Lots of lively debate is expected at Tuesday’s meeting. But few expect any major programs to be unveiled. Instead, many will be looking to see if the Fed offers new clues about the timing of any new aid and what changes in the economy would trigger such a move. To give the Fed extra time for discussions, Tuesday’s meeting is scheduled to start around 8 a.m. – earlier than when it has two-day sessions.
There are differing views on the Fed’s main policymaking group – the Federal Open Markets Committee – about what should be done. And some pressure is off after a few mildly positive economic reports showed the pace of layoffs has slowed, shoppers’ appetites to spend has picked up and factory production is growing.
The reports have helped to ease concerns about the economy slipping back into a new recession, giving the Fed Chairman Ben Bernanke and his colleagues a little breathing room.
“We may be emerging from a soft patch,” said Chris Rupkey, economist at the Bank of Tokyo-Mitsubishi, of the recent batch of encouraging reports. “This should allay the concerns of Fed officials.”
Even without action, the Fed could send a stronger signal that it is prepared to act if it appears the economy is in danger of heading into another recession. Doing so would be aimed at boosting public and investor confidence that the Fed will come to the rescue to keep the economic recovery alive. That would reinforce a message Bernanke delivered in late August: the Fed still has some tools to help the economy and will use them if needed.
Investors appeared hopeful Monday that the Fed policymakers would offer some hints. The Dow Jones industrial average closed 145 points up and broader indexes closed higher, extending the September rally into its fourth week.
Policymakers’ discussions on Tuesday – the last session before the Nov. 2 elections – are likely to focus on what specifically would trigger the Fed to take bolder action to help the economy, as well as what the action would be. Those discussions could tee-up a decision later this year, at the Fed’s Nov. 2-3 meeting or at its last regularly scheduled session of the year on Dec. 14.
For his own part, Bernanke laid out some important markers in his Aug. 27 speech at an economics conference in Jackson Hole, Wyo. He said the Fed would take action if the economic outlook were to “deteriorate significantly” and if the country seemed headed for a bout of deflation – a destabilizing drop in wages, prices of goods and services, and the value of stocks, homes and other assets.
Bernanke didn’t spell out what would constitute a significant deterioration, in terms of unemployment, economic growth or other key barometers. Those are some of the things he and his colleagues will be examining at Tuesday’s session.
The Fed’s meeting comes one day after the National Bureau of Economic Research, a group of academic economists, declared that the recession that began in December 2007 ended in June 2009. It marked the longest and most severe downturn since the Great Depression. The decision won’t affect the Fed’s deliberations on Tuesday. That’s because the Fed makes policy decisions based on where it thinks the economy is heading, say six months from now. Not where it has been.
Economic growth slowed to a crawl in the second quarter – advancing at a pace of just 1.6 percent, compared with 3.7 percent growth in the first three months of the year.

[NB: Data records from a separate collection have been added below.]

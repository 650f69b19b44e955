//! Domain types shared by the sync engine and the CLI.
//!
//! Local side: [`CommitHash`], [`Signature`], [`Commit`].
//! Remote side: the records the tracker server returns ([`CreatedSet`],
//! [`RemoteSet`], [`RemotePatchSet`], [`PatchStatus`]).
//! Request vocabulary: [`Action`], [`ListFilter`].

use std::fmt;
use std::str::FromStr;

use serde::{Deserialize, Deserializer, Serialize};

use crate::error::UsageError;

// ---------------------------------------------------------------------------
// Newtypes
// ---------------------------------------------------------------------------

/// A full 40-character hexadecimal git commit id.
///
/// The universal key joining local commits and remote patch records.
#[derive(Debug, Clone, PartialEq, Eq, Hash, PartialOrd, Ord, Serialize)]
#[serde(transparent)]
pub struct CommitHash(String);

impl CommitHash {
    pub const LEN: usize = 40;

    /// Validate `s` as exactly 40 hex characters (either case).
    pub fn parse(s: &str) -> Result<Self, UsageError> {
        if Self::is_valid(s) {
            Ok(Self(s.to_owned()))
        } else {
            Err(UsageError::InvalidCommitHash(s.to_owned()))
        }
    }

    pub fn is_valid(s: &str) -> bool {
        s.len() == Self::LEN && s.bytes().all(|b| b.is_ascii_hexdigit())
    }

    pub fn as_str(&self) -> &str {
        &self.0
    }

    /// Last eight characters, used as the short label in console output.
    pub fn short(&self) -> &str {
        &self.0[Self::LEN - 8..]
    }
}

impl fmt::Display for CommitHash {
    fn fmt(&self, f: &mut fmt::Formatter<'_>) -> fmt::Result {
        self.0.fmt(f)
    }
}

impl FromStr for CommitHash {
    type Err = UsageError;

    fn from_str(s: &str) -> Result<Self, Self::Err> {
        Self::parse(s)
    }
}

impl<'de> Deserialize<'de> for CommitHash {
    fn deserialize<D: Deserializer<'de>>(deserializer: D) -> Result<Self, D::Error> {
        let raw = String::deserialize(deserializer)?;
        Self::parse(&raw).map_err(serde::de::Error::custom)
    }
}

// ---------------------------------------------------------------------------
// Local commits
// ---------------------------------------------------------------------------

/// Author or committer identity as reported by `git log`.
#[derive(Debug, Clone, PartialEq, Eq, Serialize, Deserialize)]
pub struct Signature {
    /// ISO-like date string (`%ai` / `%ci`), passed through untouched.
    pub date: String,
    pub name: String,
    pub email: String,
}

/// One local commit inside the recorded range.
#[derive(Debug, Clone, PartialEq, Eq)]
pub struct Commit {
    pub hash: CommitHash,
    pub tree_hash: String,
    pub parent_hashes: Vec<String>,
    pub author: Signature,
    pub committer: Signature,
    pub short_message: String,
    /// Complete message body; may carry a `TrackedAt:` line.
    pub full_message: String,
}

// ---------------------------------------------------------------------------
// Enums
// ---------------------------------------------------------------------------

/// Review state of a patch or patch-set on the tracker server.
#[derive(Debug, Clone, Copy, PartialEq, Eq, Hash, Serialize, Deserialize)]
#[serde(rename_all = "lowercase")]
pub enum PatchStatusKind {
    New,
    Ack,
    Nack,
    Push,
    Obsolete,
    /// Any value this client does not know about.
    #[serde(other)]
    Unknown,
}

impl PatchStatusKind {
    /// Status values accepted by the `list` shorthand filter.
    pub const FILTERABLE: [PatchStatusKind; 4] = [Self::New, Self::Ack, Self::Nack, Self::Push];

    pub fn as_str(&self) -> &'static str {
        match self {
            Self::New => "new",
            Self::Ack => "ack",
            Self::Nack => "nack",
            Self::Push => "push",
            Self::Obsolete => "obsolete",
            Self::Unknown => "unknown",
        }
    }

    /// Parse one of the filterable values (`new|ack|nack|push`).
    pub fn filterable(value: &str) -> Option<Self> {
        Self::FILTERABLE
            .into_iter()
            .find(|kind| kind.as_str() == value)
    }
}

impl fmt::Display for PatchStatusKind {
    fn fmt(&self, f: &mut fmt::Formatter<'_>) -> fmt::Result {
        f.write_str(self.as_str())
    }
}

/// A client-requested review transition.
#[derive(Debug, Clone, Copy, PartialEq, Eq, Hash)]
pub enum Action {
    Ack,
    Nack,
    Push,
}

impl Action {
    pub fn as_str(&self) -> &'static str {
        match self {
            Action::Ack => "ack",
            Action::Nack => "nack",
            Action::Push => "push",
        }
    }
}

impl fmt::Display for Action {
    fn fmt(&self, f: &mut fmt::Formatter<'_>) -> fmt::Result {
        f.write_str(self.as_str())
    }
}

/// Filter for the patch-set listing endpoint.
#[derive(Debug, Clone, PartialEq, Eq)]
pub enum ListFilter {
    /// `?filter=status&filter_value=<status>`
    Status(PatchStatusKind),
    /// `?filter=<field>&filter_value=<value>`
    Field { field: String, value: String },
}

impl ListFilter {
    /// Combine a positional filter value and an optional field name.
    ///
    /// A status value always filters on status. Anything else requires
    /// `field`; without one the combination is a [`UsageError`].
    pub fn resolve(value: Option<&str>, field: Option<&str>) -> Result<Option<Self>, UsageError> {
        let Some(value) = value else {
            return Ok(None);
        };
        if let Some(status) = PatchStatusKind::filterable(value) {
            return Ok(Some(ListFilter::Status(status)));
        }
        match field {
            Some(field) => Ok(Some(ListFilter::Field {
                field: field.to_owned(),
                value: value.to_owned(),
            })),
            None => Err(UsageError::FilterNeedsField(value.to_owned())),
        }
    }

    /// `(filter, filter_value)` query parameters.
    pub fn query_pairs(&self) -> (&str, &str) {
        match self {
            ListFilter::Status(status) => ("status", status.as_str()),
            ListFilter::Field { field, value } => (field.as_str(), value.as_str()),
        }
    }
}

// ---------------------------------------------------------------------------
// Remote records
// ---------------------------------------------------------------------------

/// Response of `POST /set`.
#[derive(Debug, Clone, PartialEq, Eq, Deserialize)]
pub struct CreatedSet {
    #[serde(deserialize_with = "string_or_number")]
    pub id: String,
    #[serde(deserialize_with = "string_or_number")]
    pub revision: String,
}

/// Response of `GET /set/{id}`; only the ordered patch list is consumed.
#[derive(Debug, Clone, PartialEq, Eq, Deserialize)]
pub struct RemoteSet {
    pub patches: Vec<CommitHash>,
}

/// One row of `GET /set`.
#[derive(Debug, Clone, PartialEq, Eq, Deserialize)]
pub struct RemotePatchSet {
    #[serde(deserialize_with = "string_or_number")]
    pub id: String,
    pub status: PatchStatusKind,
    #[serde(default)]
    pub first_patch_message: String,
    #[serde(default)]
    pub num_of_patches: u64,
    #[serde(default)]
    pub author: String,
}

/// Response of `GET /patch/{commit}`.
#[derive(Debug, Clone, PartialEq, Eq, Deserialize)]
pub struct PatchStatus {
    pub commit: CommitHash,
    pub status: PatchStatusKind,
    #[serde(deserialize_with = "string_or_number")]
    pub revision: String,
    #[serde(default)]
    pub message: String,
}

/// Accept `"3"` or `3` — servers disagree on how ids are typed.
fn string_or_number<'de, D: Deserializer<'de>>(deserializer: D) -> Result<String, D::Error> {
    #[derive(Deserialize)]
    #[serde(untagged)]
    enum Raw {
        Text(String),
        Int(i64),
        Float(f64),
    }

    Ok(match Raw::deserialize(deserializer)? {
        Raw::Text(s) => s,
        Raw::Int(n) => n.to_string(),
        Raw::Float(n) => n.to_string(),
    })
}

// ---------------------------------------------------------------------------
// Tests
// ---------------------------------------------------------------------------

Growth in the July-September period is expected to be similarly weak. That raises the odds that the unemployment rate, already high at 9.6 percent, could climb even higher in the months ahead.
The risk is that this could trap the economy into another vicious circle: High unemployment could make consumers and businesses even more cautious in their spending, and that in turn weakens the economy further.

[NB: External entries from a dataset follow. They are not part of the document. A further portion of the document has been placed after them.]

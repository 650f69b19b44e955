//! `tracker download <SET_ID> [--branch <NAME>]`

use anyhow::{Context, Result};
use clap::Args;
use colored::Colorize;

use tracker_sync::DownloadOutcome;

use super::{GlobalArgs, Session};

/// Download a patch-set into `{index}-{hash}.patch` files.
#[derive(Args, Debug)]
pub struct DownloadArgs {
    /// Patch-set id on the tracker server.
    pub set_id: String,

    /// Create this branch and apply every patch onto it with `git am`.
    #[arg(long, short = 'b')]
    pub branch: Option<String>,
}

impl DownloadArgs {
    pub fn run(self, global: &GlobalArgs) -> Result<()> {
        let session = Session::open(global)?;
        let report = session
            .orchestrator()
            .download(&self.set_id, self.branch.as_deref())
            .with_context(|| format!("download of patch-set #{} failed", self.set_id))?;

        println!();
        if let Some(output) = &report.branch_output {
            print!("{output}");
        }
        for patch in &report.patches {
            match &patch.outcome {
                DownloadOutcome::Stored => println!("[v] {}-{}.patch", patch.index, patch.commit),
                DownloadOutcome::Applied { output } => print!("{output}"),
                DownloadOutcome::Failed(err) => {
                    println!("{} {}: {err}", "[ERR]".red().bold(), patch.commit)
                }
            }
        }
        println!("\n -> {} patches downloaded.", report.downloaded());
        Ok(())
    }
}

As to options for juicing up economic growth, Bernanke indicated a preference to launch a new program to buy large amounts of government debt. Such a move would be designed to lower already low rates on mortgages, corporate loans and other debt. The idea behind that is to entice people and businesses to spend more, which would strengthen the economy and lower unemployment.
In monetary policy circles, that’s known as “quantitative easing.” That’s when the Fed – as it did during the recession and financial crises – takes unconventional steps to inject massive amounts of money into the economy. The Fed does this to lower interest rates and to help banks lend more. As a result, the Fed’s balance sheet has ballooned to $2.3 trillion, nearly triple since before the crisis.
At its last meeting in August, the Fed, worried about the loss of economic momentum, took a small step to aid the recovery: It decided to use proceeds from its huge mortgage portfolio and buy government debt. The small amount involved helped nudge down mortgage rates. But it would take a bigger buying binge to really push rates push rates down.
But even that wouldn’t guarantee that Americans would rush out and buy homes, cars and other things. The Fed’s key interest rate is already at a record low near zero. It’s been there since December 2008. And, the economy is still only plodding along.